The Impact of MYC Modulation on Epithelial Cancer Evolution

Despite MYC is one of the most referenced molecules in biology, new unanticipated roles are being found for this key protein, proving we are still far from understanding its full biological potential. During my PhD thesis, I investigated MYC function in a number of cancer traits using Drosophila larval organs as a model. Given that tumours develop in a complex landscape, where the entire cancer community continuously remodels local microenvironment, the conceptual scaffold of my work was built as to take into account both the cell-autonomous and non cell-autonomous MYC functions.
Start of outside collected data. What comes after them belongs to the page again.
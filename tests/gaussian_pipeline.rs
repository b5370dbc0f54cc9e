//! End-to-end history matching of the analytic Gaussian model.
//!
//! Coverage
//! --------
//! - Exactness of the fitted emulators at their training samples.
//! - Resuming an interrupted construction, forced reconstruction and the
//!   construction checklist.
//! - Sequential iterations, store reloads, cut-off loosening, mock data,
//!   external realization sets and projections.

mod common;

use approx::assert_abs_diff_eq;
use common::{small_config, CountingLink, ExtremeLink};
use histmatch::models::{ExternalRealizationSet, MockSetting};
use histmatch::{
    ConstructionState, EmulationMethod, GaussianLink, HistMatchError, Iteration, LocalComm, ModelLink, Pipeline,
    ProjectionRenderer, ProjectionSurface, Stage,
};
use serde_json::json;
use std::cell::Cell;
use std::path::Path;
use std::sync::Arc;
use tempfile::TempDir;

fn pipeline_at(dir: &Path, model: Arc<dyn ModelLink>) -> Pipeline {
    Pipeline::new(small_config(dir), model, Box::new(LocalComm)).unwrap()
}

/// Every fitted system reproduces its training outputs.
fn assert_exact_at_training_samples(it: &Iteration) {
    for (s, sys) in it.systems.iter().enumerate() {
        let gp = sys.gaussian.as_ref().expect("covariance stage fitted");
        let y = it.mod_set.column(&sys.data_idx).unwrap();
        let scale = y.iter().fold(1.0f64, |m, v| m.max(v.abs()));
        for (i, x) in it.sam_set.iter().enumerate() {
            let k = sys.cross_cov_vector(x, &it.sam_set, it.err_var(s)).unwrap();
            let row = k.transpose() * &gp.cov_mat_inv;
            for j in 0..it.n_sam() {
                let expected = if i == j { 1.0 } else { 0.0 };
                assert_abs_diff_eq!(row[(0, j)], expected, epsilon = 1e-6);
            }

            let (exp, var) = it.predict(s, x).unwrap();
            assert_abs_diff_eq!(exp, y[i], epsilon = 1e-6 * scale);
            assert!(var <= 1e-6 * gp.kernel.sigma2, "variance {var} at training sample {i}");
        }
    }
}

#[test]
fn adjusted_expectation_is_exact() {
    let dir = TempDir::new().unwrap();
    let mut pipeline = pipeline_at(dir.path(), Arc::new(GaussianLink::two_d()));
    pipeline.construct(None, false, false, None).unwrap();

    let it = pipeline.iteration(1).unwrap();
    assert_eq!(it.systems.len(), 3);
    assert_exact_at_training_samples(it);
}

#[test]
fn interrupted_construction_resumes_to_same_result() {
    let flaky_dir = TempDir::new().unwrap();
    let flaky = Arc::new(CountingLink::new(1));
    let mut resumed = pipeline_at(flaky_dir.path(), flaky.clone());

    let err = resumed.construct(None, true, false, None).unwrap_err();
    assert!(matches!(err, HistMatchError::Model(_)));
    assert_eq!(resumed.state(Some(1)), ConstructionState::Evaluating);
    let pending_after_failure = resumed.iteration(1).unwrap().checklist.pending().count();

    assert_eq!(resumed.construct(None, true, false, None).unwrap(), 1);
    assert_eq!(resumed.state(Some(1)), ConstructionState::Analyzed);
    assert_eq!(flaky.calls(), 2);
    assert!(pending_after_failure > 0);

    let clean_dir = TempDir::new().unwrap();
    let mut clean = pipeline_at(clean_dir.path(), Arc::new(GaussianLink::two_d()));
    clean.construct(None, true, false, None).unwrap();

    let (a, b) = (resumed.iteration(1).unwrap(), clean.iteration(1).unwrap());
    assert_eq!(a.sam_set, b.sam_set);
    assert_eq!(a.mod_set, b.mod_set);
    assert_eq!(a.systems, b.systems);
    assert_eq!(a.impl_sam, b.impl_sam);
}

#[test]
fn checklist_shrinks_and_force_resets_it() {
    let dir = TempDir::new().unwrap();
    let link = Arc::new(CountingLink::new(0));
    let mut pipeline = pipeline_at(dir.path(), link.clone());

    pipeline.construct(None, false, false, None).unwrap();
    let it = pipeline.iteration(1).unwrap();
    assert_eq!(it.checklist.pending().collect::<Vec<_>>(), vec![Stage::ImplCut]);
    assert_eq!(pipeline.state(None), ConstructionState::AnalyzingImplausibility);

    // Nothing left to fit, so the model is not called again
    pipeline.construct(None, true, false, None).unwrap();
    assert!(pipeline.iteration(1).unwrap().checklist.is_empty());
    assert_eq!(link.calls(), 1);

    pipeline.construct(Some(1), false, true, None).unwrap();
    assert_eq!(link.calls(), 2);
    assert_eq!(
        pipeline.iteration(1).unwrap().checklist.pending().collect::<Vec<_>>(),
        vec![Stage::ImplCut]
    );
}

#[test]
fn sequential_iterations_stay_in_plausible_region() {
    let dir = TempDir::new().unwrap();
    let link = GaussianLink::two_d();
    let mut pipeline = pipeline_at(dir.path(), Arc::new(link.clone()));

    assert_eq!(pipeline.construct(None, true, false, None).unwrap(), 1);
    assert_eq!(pipeline.state(Some(1)), ConstructionState::Analyzed);
    assert!(!pipeline.iteration(1).unwrap().impl_sam.is_empty());

    // The true parameters stay plausible
    let truth = pipeline.evaluate(&[vec![2.5, 2.0]], Some(1)).unwrap();
    assert!(truth[0].plausible);

    assert_eq!(pipeline.construct(None, true, false, None).unwrap(), 2);
    let it2 = pipeline.iteration(2).unwrap();
    assert_eq!(it2.n_sam(), 20);
    for par in &it2.sam_set {
        let eval = pipeline.emulator().evaluate_sample(par, 1, &link).unwrap();
        assert!(eval.plausible, "{par:?} lies outside the plausible region of iteration 1");
    }
    assert_eq!(pipeline.state(Some(2)), ConstructionState::Analyzed);
}

#[test]
fn reloaded_store_evaluates_identically() {
    let dir = TempDir::new().unwrap();
    let probes = vec![vec![2.5, 2.0], vec![4.0, 1.2], vec![3.0, 2.4]];
    let before = {
        let mut pipeline = pipeline_at(dir.path(), Arc::new(GaussianLink::two_d()));
        pipeline.construct(None, true, false, None).unwrap();
        pipeline.evaluate(&probes, None).unwrap()
    };

    let mut reopened = pipeline_at(dir.path(), Arc::new(GaussianLink::two_d()));
    assert_eq!(reopened.emul_i(), 1);
    assert_eq!(reopened.state(None), ConstructionState::Analyzed);
    assert_eq!(reopened.evaluate(&probes, None).unwrap(), before);
}

#[test]
fn looser_cut_never_shrinks_plausible_set() {
    let dir = TempDir::new().unwrap();
    let mut pipeline = pipeline_at(dir.path(), Arc::new(GaussianLink::two_d()));
    pipeline.construct(None, true, false, None).unwrap();
    let strict = pipeline.iteration(1).unwrap().impl_sam.clone();

    pipeline.analyze(Some(vec![0.0, 8.0, 8.0])).unwrap();
    let loose = &pipeline.iteration(1).unwrap().impl_sam;
    assert!(loose.len() >= strict.len());
    for par in &strict {
        assert!(loose.contains(par));
    }

    // Back to the configured cut-off: the same candidates, the same verdicts
    pipeline.analyze(None).unwrap();
    assert_eq!(pipeline.iteration(1).unwrap().impl_sam, strict);
}

#[test]
fn mock_data_is_generated_once_and_persisted() {
    let dir = TempDir::new().unwrap();
    let link = GaussianLink::two_d();
    let mut config = small_config(dir.path());
    config.emulator.use_mock = MockSetting::Flag(true);

    let mut pipeline = Pipeline::new(config.clone(), Arc::new(link.clone()), Box::new(LocalComm)).unwrap();
    pipeline.construct(None, false, false, None).unwrap();
    let data = pipeline.iteration(1).unwrap().data.clone();
    assert_eq!(data.len(), link.data().len());
    assert_ne!(data, link.data().to_vec());
    assert_eq!(pipeline.details(None).unwrap().mock_par, Some(vec![2.5, 2.0]));

    let reopened = Pipeline::new(config, Arc::new(link), Box::new(LocalComm)).unwrap();
    assert_eq!(reopened.iteration(1).unwrap().data, data);
    assert_eq!(reopened.details(None).unwrap().mock_par, Some(vec![2.5, 2.0]));
}

#[test]
fn external_realizations_skip_model_evaluation() {
    let dir = TempDir::new().unwrap();
    let link = Arc::new(CountingLink::new(0));
    let truth = GaussianLink::two_d();
    let mut pipeline = pipeline_at(dir.path(), link.clone());

    let samples: Vec<Vec<f64>> = (0..6)
        .flat_map(|i| (0..5).map(move |j| vec![1.0 + 0.8 * i as f64, 1.0 + 0.5 * j as f64]))
        .collect();
    let idx: Vec<_> = truth.data().iter().map(|d| d.idx.clone()).collect();
    let outputs = truth.call_model(1, &samples, &idx).unwrap();
    let value = json!({
        "sam_set": {
            "A": samples.iter().map(|s| s[0]).collect::<Vec<_>>(),
            "B": samples.iter().map(|s| s[1]).collect::<Vec<_>>(),
        },
        "mod_set": outputs.values,
    });
    let ext = ExternalRealizationSet::from_value(&value).unwrap();

    pipeline.construct(Some(1), true, false, Some(ext)).unwrap();
    assert_eq!(link.calls(), 0);
    let it = pipeline.iteration(1).unwrap();
    assert_eq!(it.sam_set, samples);
    assert!(it.is_analyzed());
}

/// Counts the surfaces it is handed.
struct CountingRenderer(Cell<usize>);

impl ProjectionRenderer for CountingRenderer {
    fn render(&self, _surface: &ProjectionSurface) -> histmatch::Result<()> {
        self.0.set(self.0.get() + 1);
        Ok(())
    }
}

#[test]
fn projections_are_rendered_and_reused() {
    let dir = TempDir::new().unwrap();
    let mut pipeline = pipeline_at(dir.path(), Arc::new(GaussianLink::two_d()));
    pipeline.construct(None, true, false, None).unwrap();

    let renderer = CountingRenderer(Cell::new(0));
    let surfaces = pipeline.project(None, None, false, Some(&renderer)).unwrap();
    assert_eq!(surfaces.len(), 3);
    assert_eq!(renderer.0.get(), 3);
    for s in &surfaces {
        assert_eq!(s.n_points(), 4usize.pow(s.par_idx.len() as u32));
        assert!(s.los.iter().all(|f| (0.0..=1.0).contains(f)));
        assert!(s.min_impl.iter().all(|v| v.is_finite() && *v >= 0.0));
    }
    assert!(dir.path().join("projections").join("iter_1_A_B.json").exists());

    let again = pipeline.project(None, None, false, None).unwrap();
    assert_eq!(again, surfaces);
}

#[test]
fn run_constructs_analyzes_and_projects() {
    let dir = TempDir::new().unwrap();
    let mut pipeline = pipeline_at(dir.path(), Arc::new(GaussianLink::two_d()));
    let renderer = CountingRenderer(Cell::new(0));

    assert_eq!(pipeline.run(None, Some(&renderer)).unwrap(), 1);
    assert_eq!(pipeline.state(Some(1)), ConstructionState::Analyzed);
    assert_eq!(renderer.0.get(), 3);
    assert!(dir.path().join("projections").join("iter_1_B.json").exists());
}

#[test]
fn method_change_drops_later_iterations() {
    let dir = TempDir::new().unwrap();
    {
        let mut pipeline = pipeline_at(dir.path(), Arc::new(GaussianLink::two_d()));
        pipeline.construct(None, true, false, None).unwrap();
        assert_eq!(pipeline.construct(None, true, false, None).unwrap(), 2);
    }

    let mut config = small_config(dir.path());
    config.emulator.method = "gaussian".to_string();
    let mut pipeline = Pipeline::new(config.clone(), Arc::new(GaussianLink::two_d()), Box::new(LocalComm)).unwrap();
    assert_eq!(pipeline.emul_i(), 2);

    pipeline.construct(Some(1), false, false, None).unwrap();
    assert_eq!(pipeline.emul_i(), 1);
    assert_eq!(pipeline.state(Some(1)), ConstructionState::AnalyzingImplausibility);
    assert_eq!(pipeline.state(Some(2)), ConstructionState::Uninitialized);
    assert_eq!(pipeline.iteration(1).unwrap().method, EmulationMethod::Gaussian);
    assert!(pipeline
        .warnings()
        .iter()
        .any(|w| w.emul_i == Some(1) && w.message.contains("emulation method changed")));
    assert!(!dir.path().join("iterations").join("iter_2.json").exists());

    let reopened = Pipeline::new(config, Arc::new(GaussianLink::two_d()), Box::new(LocalComm)).unwrap();
    assert_eq!(reopened.emul_i(), 1);
    assert_eq!(reopened.iteration(1).unwrap().method, EmulationMethod::Gaussian);
}

#[test]
fn failed_forced_rebuild_stays_resumable() {
    let dir = TempDir::new().unwrap();
    // Calls 0 and 1 build iterations 1 and 2; the forced rebuild fails
    let link = Arc::new(CountingLink::failing(2..3));
    let mut pipeline = pipeline_at(dir.path(), link.clone());
    pipeline.construct(None, true, false, None).unwrap();
    pipeline.construct(None, true, false, None).unwrap();
    let first = pipeline.iteration(1).unwrap().clone();

    let err = pipeline.construct(Some(2), true, true, None).unwrap_err();
    assert!(matches!(err, HistMatchError::Model(_)));
    assert_eq!(pipeline.emul_i(), 2);
    assert_eq!(pipeline.state(Some(2)), ConstructionState::Evaluating);
    assert_eq!(pipeline.iteration(1), Some(&first));

    let mut reopened = pipeline_at(dir.path(), link.clone());
    assert_eq!(reopened.iteration(1), Some(&first));
    assert_eq!(reopened.state(Some(2)), ConstructionState::Evaluating);
    assert_eq!(
        reopened.iteration(2).unwrap().sam_set,
        pipeline.iteration(2).unwrap().sam_set
    );
    assert_eq!(reopened.construct(None, true, false, None).unwrap(), 2);
    assert_eq!(reopened.state(Some(2)), ConstructionState::Analyzed);
    assert_eq!(link.calls(), 4);
}

#[test]
fn three_parameter_model_is_matched_and_projected() {
    let dir = TempDir::new().unwrap();
    let mut pipeline = pipeline_at(dir.path(), Arc::new(GaussianLink::three_d()));
    pipeline.construct(None, true, false, None).unwrap();

    let it = pipeline.iteration(1).unwrap();
    assert_eq!(it.systems.len(), 5);
    assert_exact_at_training_samples(it);
    assert!(!it.impl_sam.is_empty());
    assert_eq!(pipeline.evaluate(&[vec![2.5, 2.0, 1.0]], None).unwrap().len(), 1);

    let details = pipeline.details(None).unwrap();
    let n_active = details.parameters.iter().filter(|p| p.active).count();
    let surfaces = pipeline.project(None, None, false, None).unwrap();
    assert_eq!(surfaces.len(), n_active + n_active * (n_active - 1) / 2);
    for s in &surfaces {
        assert!(s.par_idx.iter().all(|&j| details.parameters[j].active));
        assert_eq!(s.min_impl.len(), s.n_points());
        assert!(s.min_impl.iter().all(|v| v.is_finite()));
    }
}

#[test]
fn single_data_point_needs_an_enabled_first_rank() {
    let dir = TempDir::new().unwrap();
    let params = GaussianLink::three_d().parameters().to_vec();
    let link = GaussianLink::new("gaussian_3d_single", params, &[2.0], 0.05);
    let mut pipeline = pipeline_at(dir.path(), Arc::new(link));

    // The default cut-off ignores the highest implausibility, which is the only one here
    assert!(matches!(
        pipeline.construct(None, true, false, None),
        Err(HistMatchError::Value(_))
    ));
    pipeline.construct(None, false, false, None).unwrap();
    let it = pipeline.iteration(1).unwrap();
    assert_eq!(it.systems.len(), 1);
    assert_exact_at_training_samples(it);

    pipeline.analyze(Some(vec![3.0])).unwrap();
    assert_eq!(pipeline.state(None), ConstructionState::Analyzed);
    assert!(!pipeline.iteration(1).unwrap().impl_sam.is_empty());
    let eval = pipeline.evaluate(&[vec![2.5, 2.0, 1.0]], None).unwrap();
    assert!(eval[0].impl_cut_val.is_finite());
}

#[test]
fn extreme_outputs_keep_a_finite_plausible_region() {
    let dir = TempDir::new().unwrap();
    let mut pipeline = pipeline_at(dir.path(), Arc::new(ExtremeLink::new()));
    pipeline.construct(None, true, false, None).unwrap();

    let it = pipeline.iteration(1).unwrap().clone();
    assert!(it.sam_set.iter().any(|s| s[0] > 4.0), "no sample among the outliers");

    // The emulator reproduces the outliers at the training samples
    let evals = pipeline.evaluate(&it.sam_set, Some(1)).unwrap();
    for (s, sys) in it.systems.iter().enumerate() {
        let y = it.mod_set.column(&sys.data_idx).unwrap();
        let scale = y.iter().fold(1.0f64, |m, v| m.max(v.abs()));
        for (eval, expected) in evals.iter().zip(y) {
            assert_abs_diff_eq!(eval.adj_exp[s], *expected, epsilon = 1e-4 * scale);
        }
    }

    assert!(!it.impl_sam.is_empty());
    assert!(it.impl_sam.iter().flatten().all(|v| v.is_finite()));
    assert!(evals.iter().all(|e| e.impl_cut_val.is_finite()));
}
The central findings of my study are: - Field cancerisation: I show that MYC, contrariwise to other growth-promoting molecules, is able to form a field where secondary mutations may originate multifocal cancers. This has great implication in human recurrent cancers. - Growth and migration/tracheogenesis: I show that MYC plays opposite but correlated roles in these two central cancer hallmarks: while it exerts a pro-growth effect following stabilisation by different upstream pathways, its presence inhibits cell migration by counteracting the JNK signalling. This has implication in cancer metastasis. - Cell competition/apoptosis: I show that apoptosis induced by MYC-mediated cell competition stimulates tumour growth; its inhibition indeed favours cancer collapse and prolongs animal life under heavy cancer burden. This has great implications in cancer treatment: while proapoptotic therapies may transiently reduce tumour mass, they may create a cytokine-rich environment which helps feed the tumour.